It was dark and cold. I didn’t know why I was outside. The
sun had set many hours ago behind the sharp, dead, industrially artificial
peaks of the skyline. My feet were wet from wetting myself earlier. At first,
they were warm. Then, they became cold. This all sounded too familiar.
As I made my way up the hill with much difficulty, my numb
limbs refusing to obey me, I saw a group of boys around my age standing around
on a street corner. They were passing a small brown object amongst each other,
taking turns placing it near their mouths. Upon thinking, I determined it to be
a marijuana joint. They placed their lips around it and filled their lungs with
intoxicating smoke. Then they laughed.
They saw me. First only one of them. I made eye-contact with
him. His eyes were empty, like the saucer that held the milk for my cat, ****.

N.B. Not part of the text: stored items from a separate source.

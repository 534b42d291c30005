use anyhow::{Context, Result};
use colored::Colorize;
use fdmkit_client::FdmClient;

use crate::auth::{self, StoredSession};
use crate::cli::LoginArgs;
use crate::output::{print_error, print_success};

pub async fn login(server: &str, args: &LoginArgs, profile: &str) -> Result<()> {
    let username = args
        .username
        .as_deref()
        .context("--username is required")?;
    let password = args
        .password
        .as_deref()
        .context("--password is required")?;

    let cfg = crate::config::load_profile(profile)?;
    let client = FdmClient::new(cfg.client_config(server)?)?;
    let session = client
        .login(username, password)
        .await
        .with_context(|| format!("Login to {server} failed"))?;

    let stored = StoredSession {
        server: server.to_string(),
        username: username.to_string(),
        session,
    };
    auth::save_session(profile, &stored)?;
    print_success(&format!(
        "Logged in to {} (user: {})",
        server.cyan(),
        username.cyan()
    ));
    Ok(())
}

pub fn logout(profile: &str) -> Result<()> {
    if auth::remove_session(profile)? {
        print_success("Logged out (session removed)");
    } else {
        println!("No session found for profile \"{profile}\"");
    }
    Ok(())
}

pub fn whoami(profile: &str) -> Result<()> {
    match auth::load_session(profile)? {
        Some(stored) => {
            println!("{}: {}", "Profile".cyan(), profile);
            println!("{}: {}", "Server".cyan(), stored.server.cyan());
            println!("{}: {}", "User".cyan(), stored.username);
            println!(
                "{}: {}",
                "Token".cyan(),
                auth::token_preview(&stored.session.access_token)
            );
            if stored.session.refresh_token.is_none() {
                println!("{}: none, re-login when the token expires", "Refresh".cyan());
            }
        }
        None => {
            print_error(&format!("Not logged in (profile: \"{profile}\")"));
        }
    }
    Ok(())
}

I needed to hurry. **** was getting hungry. He liked milk. He also liked mice.
We had a lot of those. He liked catching them, then slowly licking away their
skin while they were still alive, making them die of pain. He’s so cute, ****.
The boy’s eyes were glazed over with a film of jaundice. Hepatitis
or not, he spotted me and a smile of foreseen satisfaction spread across his
face.
“Hey, look at this stud!” he said to his friends, while
pointing at me.
The whole group, like a well trained phalanx in the times of
Alexander of Macedon, turned towards me, their eyes no more sharp than something
not very sharp at all.
“Yeah, he’s lookin at us. The fuck you lookin at, boy?”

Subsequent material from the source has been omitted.